Les systèmes sont aveugles, donc inhumains, même si les membres de ces systèmes ne se voient pas comme mauvais.

Parfois, le mal infuse un peu tout. Comment le héros peut-il s'en sortir ?

PP : Les univers en crise sont plus intéressants que ceux où tout va bien. L'intéressant, c'est en effet de voir comment les personnages se révèlent face à la crise. Dans Haut Royaume, il ne voulait pas un seul opposant à ses héros, et chacun a ses motivations plus ou moins bien intentionnées. Ca évite un antagonisme manichéen basique, chose qui manque d'intérêt pour lui.
Ce qui est intéressant, c'est comment Anakin devient Dark Vador, puis comment Dark Vador cesse d'être Dark Vador, mais pas pendant qu'il est Dark Vador.

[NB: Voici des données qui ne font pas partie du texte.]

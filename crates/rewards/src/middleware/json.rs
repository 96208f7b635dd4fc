use axum::{
    Json,
    extract::{FromRequest, Request},
};
use serde::de::DeserializeOwned;
use shared::errors::{AppErrorHttp, ServiceError};

/// `Json<T>` whose rejections render as the reward error body.
#[derive(Debug, Clone)]
pub struct JsonBody<T>(pub T);

impl<T, S> FromRequest<S> for JsonBody<T>
where
    T: DeserializeOwned,
    S: Send + Sync,
{
    type Rejection = AppErrorHttp;

    async fn from_request(req: Request, state: &S) -> Result<Self, Self::Rejection> {
        let Json(value) = Json::<T>::from_request(req, state)
            .await
            .map_err(|rejection| {
                AppErrorHttp(ServiceError::Validation(format!(
                    "Invalid request body: {}",
                    rejection.body_text()
                )))
            })?;

        Ok(Self(value))
    }
}
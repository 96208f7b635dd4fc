pub mod reward;
pub mod transaction;
use chrono::NaiveDate;

pub const MONTH_KEY_FORMAT: &str = "%Y-%m";

pub fn month_key(date: NaiveDate) -> String {
    date.format(MONTH_KEY_FORMAT).to_string()
}
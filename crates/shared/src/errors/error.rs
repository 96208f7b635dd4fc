use serde::{Deserialize, Serialize};
use utoipa::ToSchema;

#[derive(Debug, Clone, Serialize, Deserialize, ToSchema)]
pub struct ErrorResponse {
    pub error: String,
    pub message: String,
}
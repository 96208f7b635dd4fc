use anyhow::{Context, Result, anyhow};
use std::path::PathBuf;

#[derive(Debug, Clone)]
pub struct Config {
    pub port: u16,
    pub is_dev: bool,
    pub seed_file: Option<PathBuf>,
    pub database: DatabaseConfig,
}

#[derive(Debug, Clone)]
pub struct DatabaseConfig {
    pub url: String,
    pub run_migrations: bool,
    pub max_connections: u32,
    pub acquire_timeout_secs: u64,
}

impl Config {
    pub fn init() -> Result<Self> {
        Self::from_lookup(|key| std::env::var(key).ok())
    }

    pub fn from_lookup<F>(lookup: F) -> Result<Self>
    where
        F: Fn(&str) -> Option<String>,
    {
        let database_url = lookup("DATABASE_URL").context("Missing env: DATABASE_URL")?;
        let run_migrations_str =
            lookup("RUN_MIGRATIONS").context("Missing env: RUN_MIGRATIONS")?;
        let port_str = lookup("PORT").context("Missing env: PORT")?;

        let run_migrations = match run_migrations_str.as_str() {
            "true" => true,
            "false" => false,
            other => {
                return Err(anyhow!(
                    "RUN_MIGRATIONS must be 'true' or 'false', got '{other}'",
                ));
            }
        };

        let port = port_str
            .parse::<u16>()
            .context("PORT must be a valid u16 integer")?;

        let is_dev = match lookup("APP_ENV").as_deref() {
            None | Some("development") => true,
            Some("production") => false,
            Some(other) => {
                return Err(anyhow!(
                    "APP_ENV must be 'development' or 'production', got '{other}'",
                ));
            }
        };

        let seed_file = lookup("SEED_FILE")
            .filter(|path| !path.trim().is_empty())
            .map(PathBuf::from);

        let max_connections = match lookup("DB_MAX_CONNECTIONS") {
            Some(value) => value
                .parse::<u32>()
                .context("DB_MAX_CONNECTIONS must be a valid u32 integer")?,
            None => 5,
        };

        let acquire_timeout_secs = match lookup("DB_ACQUIRE_TIMEOUT_SECS") {
            Some(value) => value
                .parse::<u64>()
                .context("DB_ACQUIRE_TIMEOUT_SECS must be a valid u64 integer")?,
            None => 5,
        };

        Ok(Self {
            port,
            is_dev,
            seed_file,
            database: DatabaseConfig {
                url: database_url,
                run_migrations,
                max_connections,
                acquire_timeout_secs,
            },
        })
    }
}

#[cfg(test)]
mod tests {
    use super::*;
    use std::collections::HashMap;

    fn lookup_from(pairs: &[(&str, &str)]) -> impl Fn(&str) -> Option<String> {
        let vars: HashMap<String, String> = pairs
            .iter()
            .map(|(k, v)| (k.to_string(), v.to_string()))
            .collect();
        move |key| vars.get(key).cloned()
    }

    #[test]
    fn reads_required_values_and_defaults() {
        let config = Config::from_lookup(lookup_from(&[
            ("DATABASE_URL", "postgres://localhost/rewards"),
            ("RUN_MIGRATIONS", "true"),
            ("PORT", "8080"),
        ]))
        .unwrap();

        assert_eq!(config.port, 8080);
        assert!(config.is_dev);
        assert!(config.seed_file.is_none());
        assert!(config.database.run_migrations);
        assert_eq!(config.database.max_connections, 5);
        assert_eq!(config.database.acquire_timeout_secs, 5);
    }

    #[test]
    fn reads_optional_values() {
        let config = Config::from_lookup(lookup_from(&[
            ("DATABASE_URL", "postgres://localhost/rewards"),
            ("RUN_MIGRATIONS", "false"),
            ("PORT", "9000"),
            ("APP_ENV", "production"),
            ("SEED_FILE", "data/transactions.json"),
            ("DB_MAX_CONNECTIONS", "12"),
        ]))
        .unwrap();

        assert!(!config.is_dev);
        assert_eq!(
            config.seed_file,
            Some(PathBuf::from("data/transactions.json"))
        );
        assert_eq!(config.database.max_connections, 12);
    }

    #[test]
    fn rejects_bad_values() {
        let missing = Config::from_lookup(lookup_from(&[("PORT", "8080")]));
        assert!(missing.unwrap_err().to_string().contains("DATABASE_URL"));

        let bad_flag = Config::from_lookup(lookup_from(&[
            ("DATABASE_URL", "postgres://localhost/rewards"),
            ("RUN_MIGRATIONS", "yes"),
            ("PORT", "8080"),
        ]));
        assert!(bad_flag.unwrap_err().to_string().contains("RUN_MIGRATIONS"));

        let bad_port = Config::from_lookup(lookup_from(&[
            ("DATABASE_URL", "postgres://localhost/rewards"),
            ("RUN_MIGRATIONS", "false"),
            ("PORT", "eighty"),
        ]));
        assert!(bad_port.unwrap_err().to_string().contains("PORT"));
    }
}
use crate::{
    abstract_trait::transaction::repository::query::TransactionQueryRepositoryTrait,
    config::ConnectionPool, errors::RepositoryError, model::transaction::TransactionModel,
};
use anyhow::Result;
use async_trait::async_trait;
use chrono::NaiveDate;
use tracing::error;

pub struct TransactionQueryRepository {
    db: ConnectionPool,
}

impl TransactionQueryRepository {
    pub fn new(db: ConnectionPool) -> Self {
        Self { db }
    }

    async fn get_conn(
        &self,
    ) -> Result<sqlx::pool::PoolConnection<sqlx::Postgres>, RepositoryError> {
        self.db.acquire().await.map_err(|e| {
            error!("❌ Failed to acquire DB connection: {e:?}");
            RepositoryError::from(e)
        })
    }
}

#[async_trait]
impl TransactionQueryRepositoryTrait for TransactionQueryRepository {
    async fn find_by_customer_since(
        &self,
        customer_id: &str,
        since: NaiveDate,
    ) -> Result<Vec<TransactionModel>, RepositoryError> {
        let mut conn = self.get_conn().await?;

        let sql = r#"
            SELECT
                id,
                customer_id,
                amount_spent,
                transaction_date
            FROM
                transactions
            WHERE
                customer_id = $1
                AND transaction_date > $2
            ORDER BY
                transaction_date, id
        "#;

        sqlx::query_as::<_, TransactionModel>(sql)
            .bind(customer_id)
            .bind(since)
            .fetch_all(&mut *conn)
            .await
            .map_err(|e| {
                error!("❌ Database error in find_by_customer_since: {e:?}");
                RepositoryError::Sqlx(e)
            })
    }
}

Cf Nietzsche, quid du "à combattre le mal, on finit par le rejoindre ?

PVB : Dans son premier livre, son héros est consumé par sa lutte contre les démons, il fait des choses d'une moralité douteuse et se retrouve seul dans son combat, car il a tout perdu et tout sacrifié. Finalement, il ne se rappelle plus vraiment pour quoi et pour qui il se bat, mais il ne vit plus que pour se battre. C'est à cause des autres personnages qu'il reprend conscience du pourquoi de sa lutte.
Ce fait de se "perdre" à force d'aller toujours plus loin, on le retrouve dans la vie réelle en politique, où on grignote peu à peu les libertés etc. et on continue parce que si on arrête, ça n'a plus aucun sens.

RT : Sa vision de Rome est très décadente, corrompue, et décrite de façon crue. Une partie du gouvernement est bien intentionnée, mais ils sont susceptibles de se faire contaminer par la corruption ambiante.

PP : Le thème du héros corrompu par sa quête est ancien et intéressant. C'est un des thèmes abordés dans Haut-Royaume. On le retrouve aussi, avec la Raison d'Etat, dans Les Lames du Cardinal, avec un héros qui doit choisir entre obéir ou non à des ordres immoraux, allant à l'encontre de ses propres principes.

La fin du monde révèle souvent le pire des Hommes, mais dans Dix jours avant la fin du monde, il y a un réflexe de fraternité...

MF : Hors des héros, il y a des comportements hostiles, mais ses personnages se "trouvent" et fraternisent. Ils forment quelques instants une famille, une micro-société, hors du temps.